Had all these profits from 2020 been taken in large dividends, I wondered to myself (naively as it turns out), leaving these companies without the reserves to trade through the surge in prices?

But before we come to that, let’s just address the scale of the price shift over the last two years. Pre-pandemic, the wholesale price of gas was approximately 70p per therm. During the pandemic, the price fell to around 10p per therm, thats an 86% decrease. Right now they area at 160p per therm.

Now, maybe I’m in a minority, but I don’t remember my energy bills being reduced during 2020. And I’m fine with that. There is huge volatility in wholesale price of energy, particularly gas, and as consumers we are protected from that by retail tariffs. When the wholesale price goes down, the energy companies can earn more, allowing them to shoulder the burden when the wholesale price goes up. And hopefully we all come out about even. So how is it that 9 months of wholesale prices lower than pre-pandemic levels did not allow energy companies to absorb a steep, but so far short-term, increase in wholesale prices?

What were the profits from 2020 used for?

Well it wasn’t used to pay large dividends to shareholders, at least not in the case of the companies that have already gone bust.

They didn’t pay any dividends.

Because they have never been profitable, not in the whole existence of these companies. That is pretty much the case for People’s Energy, Utility Point, Bulb and even some of those companies still trading and expressing their viability.

That’s why a sudden uptick in wholesale prices has been so damaging, so quickly – they just didn’t have the reserves to weather the storm. And, those that have gone to the wall already clearly didn’t have investors prepared to pump in even more cash.

These are companies that have been growing rapidly and haven’t turned a profit in nearly ten years. Take Bulb, for example. Bulb was incorporated in 2013, so they have been trading in one guise or another for at least 8 years. In 2016 their revenue was around £800K and they spent twice as much.

They increased their revenues from £10M in 2017 to £183M in 2018 and to £1.5B in 2020. This might be seen as an incredible success story except for the fact that in the same years, they made pre-tax losses of £1.9M, £24M and £63M, respectively.

The race to achieve market share appears to have overtaken the need to achieve profitability.

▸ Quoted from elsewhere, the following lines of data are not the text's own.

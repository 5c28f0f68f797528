use thiserror::Error;

/// Failures of the per-geometry transforms.
///
/// Every variant is scoped to one geometry (and, where relevant, one atom);
/// batch callers record it against that geometry and carry on.
#[derive(Debug, Error, Clone, PartialEq)]
pub enum GeometryError {
    #[error("Topology error: {0}")]
    Topology(String),

    #[error("Degenerate geometry around atom {atom}: {reason}")]
    DegenerateGeometry { atom: usize, reason: &'static str },

    #[error("Feature vector for atom {atom} has {found} components, expected {expected}")]
    DimensionMismatch {
        atom: usize,
        expected: usize,
        found: usize,
    },

    #[error("Geometry does not match the cached topology: {0}")]
    TopologyMismatch(String),

    #[error("Atom index {index} out of range for a geometry of {n_atoms} atoms")]
    AtomIndexOutOfRange { index: usize, n_atoms: usize },

    #[error("Expected {expected} coordinate entries, got {found}")]
    CoordinateCount { expected: usize, found: usize },

    #[error("Unknown element '{0}'")]
    UnknownElement(String),
}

I don’t know what this means for consumers. Does it mean that we have been getting cheap energy because many of the 70+ retail energy providers are prepared to sell energy at an unsustainably low price under-cutting those providers trying to sell energy at a sustainably profitable price? If this is the case, as the number of providers shrinks we can expect energy prices to increase. But this is not a story of market competition benefiting consumers by keeping prices down. It is a story of a market seriously skewed by investors propping up unsustainable companies. We consumers have no doubt benefited in the short term, but we are probably in for some mid-term pain.

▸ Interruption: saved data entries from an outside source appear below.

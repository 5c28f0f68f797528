//! # Workflows Module
//!
//! End-to-end pipelines over whole trajectories. Each one resolves the shared
//! topology through an [`crate::engine::cache::AlfCache`] owned by the caller, then
//! runs the per-frame transforms of [`crate::core`] as isolated batch tasks.
//!
//! - [`featurize`] - Per-frame, per-atom invariant feature vectors
//! - [`forces`] - Cartesian forces to feature-space forces, and B-matrix verification
//! - [`recentre`] - A trajectory re-expressed in one atom's canonical local frame

pub mod featurize;
pub mod forces;
pub mod recentre;

use crate::core::models::geometry::Atoms;
use crate::engine::cache::{AlfCache, Topology};
use crate::engine::error::EngineError;

/// Resolves the trajectory's topology from its first frame.
fn resolve_topology<'c>(
    trajectory: &[Atoms],
    cache: &'c mut AlfCache,
) -> Result<&'c Topology, EngineError> {
    let reference = trajectory.first().ok_or(EngineError::EmptyTrajectory)?;
    Ok(cache.get_or_compute(reference)?)
}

And who are these investors that are prepared to keep pumping money into companies that have long-term plans to be unprofitable? And not just unprofitable, but increasingly unprofitable year on year. What evidence do they have that these companies will tip over the edge into profitability at some point in their future? Have any retail energy providers done so? Please, let me know if you are aware of one. Or more.

If I was a conspiratorialist, I might wonder if these investors are intent on keeping us hooked on hydrocarbon fuels. Because low energy prices from gas, oil and coal reduces the public desire to switch to renewables. But in a world in which public opinion is swinging, or has swung, towards greener energy solutions, can this continue? In which case, is this the real pressure causing retail energy providers to fold. In other words, the energy price rise may have been the bullet, but it is the investors that eventually pulled the trigger and killed their long-sickening calves.

On an unrelated point, many of these companies appear to have sold energy contracts based on green credentials and renewable sources. Why is it then that the gas price has been so catastrophic for them? I realise there are good explanations based on the structure of the national grid supply, but this must further bring into question the viability of some of these companies.

It seems the sector is looking for government bailouts. I have my opinion on that. What’s yours?